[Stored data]

────────

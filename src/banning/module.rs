//! Client banning as a participant of the module chain.

use std::sync::Arc;

use arc_swap::ArcSwapOption;
use axum::http::StatusCode;
use futures_util::future;

use crate::banning::{BanningConfiguration, BanningRegistry, Verdict};
use crate::config::BanningConfig;
use crate::http::RequestContext;
use crate::lifecycle::ShutdownSignal;
use crate::observability::metrics;
use crate::pipeline::{ContainerLink, HandlerFuture, Module};

/// Rejects banned clients with `403 Forbidden` and counts requests of everyone else.
///
/// The module's rate limit and whitelist are pushed onto the route's configuration
/// whenever it sees a configuration instance for the first time, including one that
/// was created elsewhere before the module started.
pub struct BanningModule {
    base_route: String,
    route_id: String,
    ban_minutes: u64,
    max_requests_per_second: u32,
    whitelist: Vec<String>,
    registry: Arc<BanningRegistry>,
    applied: ArcSwapOption<BanningConfiguration>,
    link: ContainerLink,
}

impl BanningModule {
    pub fn new(
        base_route: impl Into<String>,
        route_id: impl Into<String>,
        ban_minutes: u64,
        registry: Arc<BanningRegistry>,
    ) -> Self {
        Self {
            base_route: base_route.into(),
            route_id: route_id.into(),
            ban_minutes,
            max_requests_per_second: 0,
            whitelist: Vec::new(),
            registry,
            applied: ArcSwapOption::empty(),
            link: ContainerLink::new(),
        }
    }

    pub fn from_config(config: &BanningConfig, registry: Arc<BanningRegistry>) -> Self {
        Self::new(
            config.base_route.clone(),
            config.route_id.clone(),
            config.ban_minutes,
            registry,
        )
        .with_max_requests_per_second(config.max_requests_per_second)
        .with_whitelist(config.whitelist.clone())
    }

    pub fn with_max_requests_per_second(mut self, limit: u32) -> Self {
        self.max_requests_per_second = limit;
        self
    }

    pub fn with_whitelist(mut self, clients: Vec<String>) -> Self {
        self.whitelist = clients;
        self
    }

    pub fn route_id(&self) -> &str {
        &self.route_id
    }

    /// The route's configuration with this module's settings applied.
    ///
    /// Recreated, fully configured, if an administrator removed it.
    pub fn configuration(&self) -> Arc<BanningConfiguration> {
        let config = self
            .registry
            .get_or_create_with(&self.route_id, || self.build_configuration());

        let applied = self.applied.load();
        if !Option::as_ref(&applied).is_some_and(|seen| Arc::ptr_eq(seen, &config)) {
            self.apply_settings(&config);
            self.applied.store(Some(config.clone()));
        }
        config
    }

    fn build_configuration(&self) -> BanningConfiguration {
        let config = BanningConfiguration::from_minutes(self.ban_minutes);
        self.apply_settings(&config);
        config
    }

    fn apply_settings(&self, config: &BanningConfiguration) {
        config.set_max_requests_per_second(self.max_requests_per_second);
        config.set_whitelist(self.whitelist.iter().cloned());
    }
}

impl Module for BanningModule {
    fn base_route(&self) -> &str {
        &self.base_route
    }

    fn link(&self) -> &ContainerLink {
        &self.link
    }

    fn start(&self, _shutdown: ShutdownSignal) -> HandlerFuture<'_> {
        let config = self.configuration();
        tracing::debug!(
            route_id = %self.route_id,
            max_requests_per_second = config.max_requests_per_second(),
            ban_secs = config.ban_duration().as_secs(),
            "Banning route ready"
        );
        Box::pin(future::ready(Ok(())))
    }

    fn handle<'a>(&'a self, ctx: &'a mut RequestContext) -> HandlerFuture<'a> {
        let client = ctx.remote_addr().ip().to_string();
        let verdict = self.configuration().register_hit(&client);

        match verdict {
            Verdict::NewlyBanned => {
                tracing::warn!(
                    request_id = %ctx.id(),
                    route_id = %self.route_id,
                    client = %client,
                    "Client exceeded request rate; banned"
                );
                metrics::record_ban(&self.route_id);
                ctx.respond(StatusCode::FORBIDDEN, "Forbidden");
            }
            Verdict::Banned => {
                tracing::debug!(request_id = %ctx.id(), client = %client, "Banned client rejected");
                ctx.respond(StatusCode::FORBIDDEN, "Forbidden");
            }
            Verdict::Allowed | Verdict::Whitelisted => {}
        }
        Box::pin(future::ready(Ok(())))
    }
}

#[cfg(test)]
mod tests {
    use super::*;
    use crate::pipeline::ModuleRegistry;
    use crate::routing::RouteTable;
    use axum::http::Method;
    use std::net::SocketAddr;

    fn chain(limit: u32) -> (Arc<ModuleRegistry>, Arc<BanningRegistry>) {
        let banning = Arc::new(BanningRegistry::new());
        let registry = ModuleRegistry::new();
        registry
            .add(
                "banning",
                Arc::new(
                    BanningModule::new("/", "api", 5, banning.clone())
                        .with_max_requests_per_second(limit)
                        .with_whitelist(vec!["10.0.0.9".to_string()]),
                ),
            )
            .unwrap();
        let api = RouteTable::new("/")
            .route(Method::GET, "/ping", |ctx: &mut RequestContext| {
                ctx.respond(StatusCode::OK, "pong");
                Ok(())
            })
            .unwrap();
        registry.add("api", Arc::new(api)).unwrap();
        (registry, banning)
    }

    fn request(addr: &str) -> RequestContext {
        let addr: SocketAddr = addr.parse().unwrap();
        RequestContext::builder(Method::GET, "/ping")
            .remote_addr(addr)
            .build()
    }

    #[tokio::test]
    async fn explicitly_banned_client_is_forbidden() {
        let (registry, banning) = chain(0);
        banning.get_or_create("api", 5).ban("10.0.0.1", None, true);

        let mut ctx = request("10.0.0.1:1234");
        registry.dispatch_request(&mut ctx).await.unwrap();
        assert_eq!(ctx.status(), StatusCode::FORBIDDEN);

        let mut other = request("10.0.0.2:1234");
        registry.dispatch_request(&mut other).await.unwrap();
        assert_eq!(other.response_body(), b"pong");
    }

    #[tokio::test]
    async fn flooding_client_is_banned() {
        let (registry, banning) = chain(3);

        let mut statuses = Vec::new();
        for _ in 0..5 {
            let mut ctx = request("10.0.0.1:1234");
            registry.dispatch_request(&mut ctx).await.unwrap();
            statuses.push(ctx.status());
        }

        assert_eq!(&statuses[..3], &[StatusCode::OK; 3]);
        assert_eq!(&statuses[3..], &[StatusCode::FORBIDDEN; 2]);
        assert!(banning.try_get("api").unwrap().is_banned("10.0.0.1"));
    }

    #[tokio::test]
    async fn whitelist_and_removed_route_are_honoured() {
        let (registry, banning) = chain(1);

        for _ in 0..3 {
            let mut ctx = request("10.0.0.9:1");
            registry.dispatch_request(&mut ctx).await.unwrap();
            assert_eq!(ctx.status(), StatusCode::OK);
        }

        banning.get_or_create("api", 5).ban("10.0.0.1", None, true);
        banning.try_remove("api");

        let mut ctx = request("10.0.0.1:1");
        registry.dispatch_request(&mut ctx).await.unwrap();
        assert_eq!(ctx.status(), StatusCode::OK);
        assert_eq!(banning.try_get("api").unwrap().max_requests_per_second(), 1);
    }

    #[tokio::test]
    async fn settings_reach_a_route_created_before_the_module() {
        let banning = Arc::new(BanningRegistry::new());
        banning.get_or_create("api", 5).ban("10.0.0.2", None, true);

        let registry = ModuleRegistry::new();
        registry
            .add(
                "banning",
                Arc::new(
                    BanningModule::new("/", "api", 5, banning.clone())
                        .with_max_requests_per_second(3)
                        .with_whitelist(vec!["10.0.0.9".to_string()]),
                ),
            )
            .unwrap();

        let mut forbidden = 0;
        for _ in 0..10 {
            let mut ctx = request("10.0.0.1:1234");
            registry.dispatch_request(&mut ctx).await.unwrap();
            if ctx.status() == StatusCode::FORBIDDEN {
                forbidden += 1;
            }
        }
        assert_eq!(forbidden, 7);

        let config = banning.try_get("api").unwrap();
        assert_eq!(config.max_requests_per_second(), 3);
        assert!(config.is_whitelisted("10.0.0.9"));
        assert!(config.is_banned("10.0.0.2"));
    }

    #[tokio::test]
    async fn start_applies_settings_to_an_existing_route() {
        let banning = Arc::new(BanningRegistry::new());
        let existing = banning.get_or_create("api", 5);

        let registry = ModuleRegistry::new();
        registry
            .add(
                "banning",
                Arc::new(BanningModule::new("/", "api", 5, banning.clone()).with_max_requests_per_second(7)),
            )
            .unwrap();
        assert_eq!(existing.max_requests_per_second(), 0);

        let shutdown = crate::lifecycle::Shutdown::new();
        registry.start_all(&shutdown.signal()).await.unwrap();
        assert_eq!(existing.max_requests_per_second(), 7);
        assert!(Arc::ptr_eq(&existing, &banning.try_get("api").unwrap()));
    }

    #[test]
    fn recreated_route_is_configured_before_it_is_shared() {
        let banning = Arc::new(BanningRegistry::new());
        let module = BanningModule::new("/", "api", 2, banning.clone())
            .with_max_requests_per_second(4)
            .with_whitelist(vec!["10.0.0.9".to_string()]);

        let built = module.build_configuration();
        assert_eq!(built.max_requests_per_second(), 4);
        assert!(built.is_whitelisted("10.0.0.9"));
        assert_eq!(built.ban_duration().as_secs(), 120);

        let config = module.configuration();
        assert_eq!(config.max_requests_per_second(), 4);
        assert!(Arc::ptr_eq(&config, &module.configuration()));
    }
}
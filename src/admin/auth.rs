use axum::{
    extract::{Request, State},
    http::{header, StatusCode},
    middleware::Next,
    response::Response,
};

use crate::admin::AdminState;

/// Require `Authorization: Bearer <api_key>`.
pub async fn admin_auth_middleware(
    State(state): State<AdminState>,
    request: Request,
    next: Next,
) -> Result<Response, StatusCode> {
    let auth_header = request
        .headers()
        .get(header::AUTHORIZATION)
        .and_then(|h| h.to_str().ok());

    if let Some(token) = auth_header.and_then(|v| v.strip_prefix("Bearer ")) {
        if token == state.api_key() {
            return Ok(next.run(request).await);
        }
    }

    tracing::warn!(path = %request.uri().path(), "Admin request rejected: bad or missing token");
    Err(StatusCode::UNAUTHORIZED)
}
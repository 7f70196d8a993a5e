//! OS signal handling.
//!
//! SIGINT (Ctrl+C) and, on unix, SIGTERM both trigger graceful shutdown.

use crate::lifecycle::Shutdown;

/// Wait for a termination signal, then trigger `shutdown`.
pub async fn wait_for_termination(shutdown: &Shutdown) {
    let ctrl_c = async {
        if let Err(e) = tokio::signal::ctrl_c().await {
            tracing::error!(error = %e, "Failed to install Ctrl+C handler");
            std::future::pending::<()>().await;
        }
    };

    #[cfg(unix)]
    let terminate = async {
        match tokio::signal::unix::signal(tokio::signal::unix::SignalKind::terminate()) {
            Ok(mut stream) => {
                stream.recv().await;
            }
            Err(e) => {
                tracing::error!(error = %e, "Failed to install SIGTERM handler");
                std::future::pending::<()>().await;
            }
        }
    };

    #[cfg(not(unix))]
    let terminate = std::future::pending::<()>();

    tokio::select! {
        _ = ctrl_c => {}
        _ = terminate => {}
    }

    tracing::info!("Shutdown signal received");
    shutdown.trigger();
}
//! Servers bound to a real socket, exercised with real clients.

use std::sync::Arc;
use std::time::Duration;

use futures_util::{SinkExt, StreamExt};
use module_server::channel::{ChannelModule, EchoHandler};
use reqwest::StatusCode;
use tokio_tungstenite::tungstenite::Message;

mod common;

#[tokio::test]
async fn serves_requests_and_stops_gracefully() {
    let server = common::build_server(common::test_config());
    let registry = server.registry().clone();
    let running = common::start(server).await;

    let client = reqwest::Client::new();
    let response = client.get(running.url("/hello")).send().await.unwrap();
    assert_eq!(response.status(), StatusCode::OK);
    assert!(response.headers().contains_key("x-request-id"));
    assert_eq!(response.text().await.unwrap(), "hello");

    let response = client.get(running.url("/nowhere")).send().await.unwrap();
    assert_eq!(response.status(), StatusCode::NOT_FOUND);

    running.stop().await;
    assert!(registry.is_disposed());
}

#[tokio::test]
async fn request_id_from_the_client_is_kept() {
    let running = common::start(common::build_server(common::test_config())).await;

    let response = reqwest::Client::new()
        .get(running.url("/hello"))
        .header("x-request-id", "abc-123")
        .send()
        .await
        .unwrap();
    assert_eq!(response.headers()["x-request-id"], "abc-123");

    running.stop().await;
}

#[tokio::test]
async fn loopback_clients_are_whitelisted_by_default() {
    let mut config = common::test_config();
    config.banning.max_requests_per_second = 1;
    let running = common::start(common::build_server(config)).await;

    let client = reqwest::Client::new();
    for _ in 0..5 {
        let response = client.get(running.url("/hello")).send().await.unwrap();
        assert_eq!(response.status(), StatusCode::OK);
    }

    running.stop().await;
}

#[tokio::test]
async fn websocket_messages_are_echoed() {
    let server = common::build_server(common::test_config());
    let echo = ChannelModule::new("/ws", Arc::new(EchoHandler::default()));
    server.registry().add("websocket", Arc::new(echo)).unwrap();
    let running = common::start(server).await;

    let url = format!("ws://{}/ws", running.addr);
    let (mut socket, _) = tokio_tungstenite::connect_async(url).await.unwrap();

    socket.send(Message::text("ping me")).await.unwrap();
    let reply = tokio::time::timeout(Duration::from_secs(5), socket.next())
        .await
        .expect("echo should arrive")
        .expect("stream should stay open")
        .unwrap();
    assert_eq!(reply.to_text().unwrap(), "ping me");

    socket.send(Message::binary(vec![1u8, 2, 3])).await.unwrap();
    let reply = tokio::time::timeout(Duration::from_secs(5), socket.next())
        .await
        .expect("echo should arrive")
        .expect("stream should stay open")
        .unwrap();
    assert_eq!(reply.into_data().as_ref(), &[1u8, 2, 3]);

    socket.close(None).await.unwrap();
    running.stop().await;
}

#[tokio::test]
async fn plain_request_to_a_channel_route_needs_upgrade() {
    let server = common::build_server(common::test_config());
    let echo = ChannelModule::new("/ws", Arc::new(EchoHandler::default()));
    server.registry().add("websocket", Arc::new(echo)).unwrap();
    let running = common::start(server).await;

    let response = reqwest::get(running.url("/ws")).await.unwrap();
    assert_eq!(response.status(), StatusCode::UPGRADE_REQUIRED);

    running.stop().await;
}
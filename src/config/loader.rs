//! Configuration loading from disk.

use std::fs;
use std::path::Path;

use thiserror::Error;

use crate::config::schema::ServerConfig;
use crate::config::validation::{validate_config, ValidationError};

/// Error type for configuration loading.
#[derive(Debug, Error)]
pub enum ConfigError {
    #[error("IO error: {0}")]
    Io(#[from] std::io::Error),

    #[error("Parse error: {0}")]
    Parse(#[from] toml::de::Error),

    #[error("Validation failed: {}", join(.0))]
    Validation(Vec<ValidationError>),
}

fn join(errors: &[ValidationError]) -> String {
    errors
        .iter()
        .map(ToString::to_string)
        .collect::<Vec<_>>()
        .join(", ")
}

/// Parse and validate configuration from TOML text.
pub fn parse_config(content: &str) -> Result<ServerConfig, ConfigError> {
    let config: ServerConfig = toml::from_str(content)?;
    validate_config(&config).map_err(ConfigError::Validation)?;
    Ok(config)
}

/// Load and validate configuration from a TOML file.
pub fn load_config(path: &Path) -> Result<ServerConfig, ConfigError> {
    let content = fs::read_to_string(path)?;
    parse_config(&content)
}

#[cfg(test)]
mod tests {
    use super::*;

    #[test]
    fn invalid_values_are_rejected_with_every_reason() {
        let err = parse_config(
            r#"
            [timeouts]
            request_secs = 0

            [banning]
            ban_minutes = 0
            "#,
        )
        .unwrap_err();

        let message = err.to_string();
        assert!(message.starts_with("Validation failed: "));
        assert!(message.contains("timeouts.request_secs"));
        assert!(message.contains("banning.ban_minutes"));
    }

    #[test]
    fn syntax_errors_are_parse_errors() {
        assert!(matches!(parse_config("[cors"), Err(ConfigError::Parse(_))));
    }

    #[test]
    fn missing_file_is_io_error() {
        let err = load_config(Path::new("/definitely/not/here.toml")).unwrap_err();
        assert!(matches!(err, ConfigError::Io(_)));
    }

    #[test]
    fn loads_from_disk() {
        let path = std::env::temp_dir().join(format!("module-server-{}.toml", uuid::Uuid::new_v4()));
        fs::write(&path, "[sessions]\ncookie_name = \"sid\"\n").unwrap();

        let config = load_config(&path).unwrap();
        assert_eq!(config.sessions.cookie_name, "sid");
        fs::remove_file(&path).unwrap();
    }
}
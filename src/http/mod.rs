//! HTTP protocol handling subsystem.
//!
//! # Data Flow
//! ```text
//! TCP connection
//!     → server.rs (Axum setup, middleware, fallback handler)
//!     → request.rs (request ID)
//!     → context.rs (RequestContext built once per request)
//!     → ModuleRegistry::dispatch_request
//!     → response.rs (context or error → response, Set-Cookie)
//!     → Send to client
//! ```

pub mod context;
pub mod request;
pub mod response;
pub mod server;

pub use context::{RequestContext, RequestContextBuilder};
pub use request::X_REQUEST_ID;
pub use server::{HttpServer, ServerError};
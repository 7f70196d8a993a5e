//! Duplex message channels for upgraded connections.

pub mod handler;
pub mod message;
pub mod module;
pub mod websocket;

pub use message::{
    ChannelError, ChannelPeer, ChannelState, CloseFrame, Frame, MessageChannel, MessageType,
    ReceiveResult, CLOSE_NORMAL,
};
pub use handler::{ChannelHandler, EchoHandler};
pub use module::ChannelModule;
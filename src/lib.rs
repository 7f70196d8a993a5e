//! Embeddable HTTP server core.
//!
//! Requests coming from the listener are turned into a [`RequestContext`] and run
//! through an ordered chain of modules held by a [`ModuleRegistry`]. Cross-origin
//! enforcement, client banning, sessions and duplex message channels are built as
//! participants of that chain.

pub mod admin;
pub mod banning;
pub mod channel;
pub mod config;
pub mod cors;
pub mod http;
pub mod lifecycle;
pub mod observability;
pub mod pipeline;
pub mod routing;
pub mod scheduler;
pub mod session;

pub use config::schema::ServerConfig;
pub use http::{HttpServer, RequestContext};
pub use lifecycle::{Shutdown, ShutdownSignal};
pub use pipeline::{Module, ModuleError, ModuleRegistry};
//! Cross-origin resource sharing.
//!
//! # Data Flow
//! ```text
//! config.cors ──▶ CorsPolicy (split + normalized once)
//!                     │
//! request ──▶ CorsModule ──▶ allow-origin header / preflight answer / 400
//! ```

pub mod module;
pub mod policy;

pub use module::CorsModule;
pub use policy::{CorsConfigError, CorsOutcome, CorsPolicy, ALL};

────────

» Problem
Look for the string "handling" in the records, and copy every line where it is found.

» Answer for this exercise
//! OS signal handling.
//! HTTP protocol handling subsystem.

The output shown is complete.